If we start with the view that 'some sort of anthropic principle is universal and somehow at work' we should start by thinking of a 'diffracted/holographic starting point', not separate atomic entities or moments. This raises a problem. We do not avoid binaries 'with a purportedly non-binary intervention', because 'binary versus non-binary = binary' (165 – 6) [see Parnet's discussion with Deleuze on this]. A proper notion of the whole 'must comprehend so-called errors, prejudice, Cartesianism, stupidity, cultural constructionism and naïve empiricism' — they are also entangled and inside 'the quantum problematic' [this is precisely the problem of deleuzian univocity, which makes liberatory politics based on it so difficult].

Let's go back to Derrida [what a shame]. He does not refuse to engage in the sciences or the quantum problematic. Indeed, 'his entire oeuvre is testament to its ubiquity'. Ideation is 'in/separable from the matter of the world, where "text" is a gene, an atom, and letter and all at once' [is this Derrida or Kirby?]. We can see from a quotation below that  the subject practising science is 'autoimmune — strangely split from itself, appearing as the "object" of the study, and also as the representational model, the third term, that supposedly mediates the two separate identities' (166)

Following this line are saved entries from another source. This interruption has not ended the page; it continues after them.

//! Read surface over the store, shared by the block processor, the
//! bootstrap service and the pull responder.

use crate::error::ChainError;
use strand_common::{Account, Block, BlockHash};
use strand_storage::{AccountInfo, Store};

#[derive(Clone)]
pub struct Ledger {
    store: Store,
}

impl Ledger {
    pub fn new(store: Store) -> Self {
        Self { store }
    }

    pub fn store(&self) -> &Store {
        &self.store
    }

    pub fn block_exists(&self, hash: &BlockHash) -> bool {
        self.store.contains_block(hash)
    }

    /// Whether the block exists below its account's confirmation height.
    pub fn confirmed_block_exists(&self, hash: &BlockHash) -> bool {
        let Some(height) = self.store.block_height(hash) else {
            return false;
        };
        let Some(block) = self.store.block(hash) else {
            return false;
        };
        self.store
            .account_info(&block.account)
            .map(|info| height <= info.confirmed_height)
            .unwrap_or(false)
    }

    pub fn block(&self, hash: &BlockHash) -> Option<Block> {
        self.store.block(hash)
    }

    pub fn successor(&self, hash: &BlockHash) -> Option<BlockHash> {
        self.store.successor(hash)
    }

    pub fn account_info(&self, account: &Account) -> Option<AccountInfo> {
        self.store.account_info(account)
    }

    /// The account that owns `hash`, if the block is known.
    pub fn block_account(&self, hash: &BlockHash) -> Option<Account> {
        self.store.block(hash).map(|block| block.account)
    }

    pub fn account_count(&self) -> u64 {
        self.store.account_count()
    }

    pub fn block_count(&self) -> u64 {
        self.store.block_count()
    }

    /// Installs the genesis open block directly, bypassing the processor.
    /// The genesis block is its own confirmed frontier.
    pub fn insert_genesis(&self, genesis: &Block) -> Result<(), ChainError> {
        if !genesis.is_open() {
            return Err(ChainError::InvalidGenesis("previous must be zero"));
        }
        if genesis.account.is_zero() {
            return Err(ChainError::InvalidGenesis("account must be set"));
        }
        let hash = genesis.hash();
        self.store.insert_block(genesis, 1)?;
        self.store.put_account_info(
            genesis.account,
            AccountInfo {
                head: hash,
                open_block: hash,
                block_count: 1,
                confirmed_height: 1,
                confirmed_frontier: hash,
            },
        );
        Ok(())
    }

    /// Raises an account's confirmation height, resolving the frontier by
    /// walking successors from the open block.
    pub fn confirm_up_to(&self, account: &Account, height: u64) -> Result<(), ChainError> {
        let mut info = self
            .store
            .account_info(account)
            .ok_or(ChainError::HeightOutOfRange)?;
        if height > info.block_count {
            return Err(ChainError::HeightOutOfRange);
        }
        let mut frontier = info.open_block;
        for _ in 1..height {
            frontier = self
                .store
                .successor(&frontier)
                .ok_or(ChainError::HeightOutOfRange)?;
        }
        info.confirmed_height = height;
        info.confirmed_frontier = frontier;
        self.store.put_account_info(*account, info);
        Ok(())
    }
}
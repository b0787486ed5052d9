//! Core types shared across the strand workspace.

pub mod block;
pub mod types;
pub mod utils;

pub use block::Block;
pub use types::{Account, Amount, BlockHash, HashOrAccount, Signature, WorkNonce};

[The quote comes from Derrida in a piece by Vitale, F 2014 on Derrida]. Messages do not say anything themselves, but they emit a [meta?] message to enable its own decipherment or translation. In this sense there is nothing outside '"the message, the information, the communication"'. Words such as communication or message are '"intra-textual"', and only managed to work '"on condition of text"' [this really is weaselly, where 'the text' becomes a specific message, and of course there is no way of decoding that except with other texts. Metalanguage is the same as language -- no wonder science is not particularly privileged. It'snot eeven asreluctantly specific as Foucault ( at the end of The Archaeology...) I still think this is quite different from the behaviour of slime moulds].